REQUIRED WORK. Your answer needs to include each line of the records in which the string "HandleErrorLayer" can be found.
PROVIDED MATERIAL Start Marker
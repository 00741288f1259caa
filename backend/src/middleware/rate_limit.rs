//! Global request rate limiting
//!
//! One limiter instance guards the whole API: requests over
//! `RATE_LIMIT_REQUESTS` per `RATE_LIMIT_PERIOD` seconds are shed with 429.

use std::time::Duration;

use axum::{
    error_handling::HandleErrorLayer,
    extract::Request,
    response::{IntoResponse, Response},
    BoxError, Router,
};
use tower::{
    buffer::BufferLayer, limit::RateLimitLayer, load_shed::error::Overloaded,
    load_shed::LoadShedLayer, ServiceBuilder,
};

use crate::config::Config;
use crate::error::AppError;

/// Queue depth in front of the limiter
const BUFFER_CAPACITY: usize = 1024;

async fn handle_limit_error(err: BoxError) -> Response {
    if err.is::<Overloaded>() {
        AppError::RateLimited.into_response()
    } else {
        AppError::Internal(format!("Unhandled middleware error: {}", err)).into_response()
    }
}

/// Mount `api` under `prefix`, behind a shared limiter when one is configured
pub fn rate_limited<S>(outer: Router<S>, prefix: &str, api: Router, config: &Config) -> Router<S>
where
    S: Clone + Send + Sync + 'static,
{
    let limit = (config.rate_limit_requests > 0).then(|| {
        RateLimitLayer::new(
            config.rate_limit_requests,
            Duration::from_secs(config.rate_limit_period.max(1)),
        )
    });

    if limit.is_none() {
        tracing::info!("Rate limiting disabled");
    }

    let service = ServiceBuilder::new()
        .layer(HandleErrorLayer::new(handle_limit_error))
        .layer(BufferLayer::<Request>::new(BUFFER_CAPACITY))
        .layer(LoadShedLayer::new())
        .option_layer(limit)
        .service(api);

    outer.nest_service(prefix, service)
}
PROVIDED MATERIAL End Marker
WRITTEN SOLUTION.
    error_handling::HandleErrorLayer,
        .layer(HandleErrorLayer::new(handle_limit_error))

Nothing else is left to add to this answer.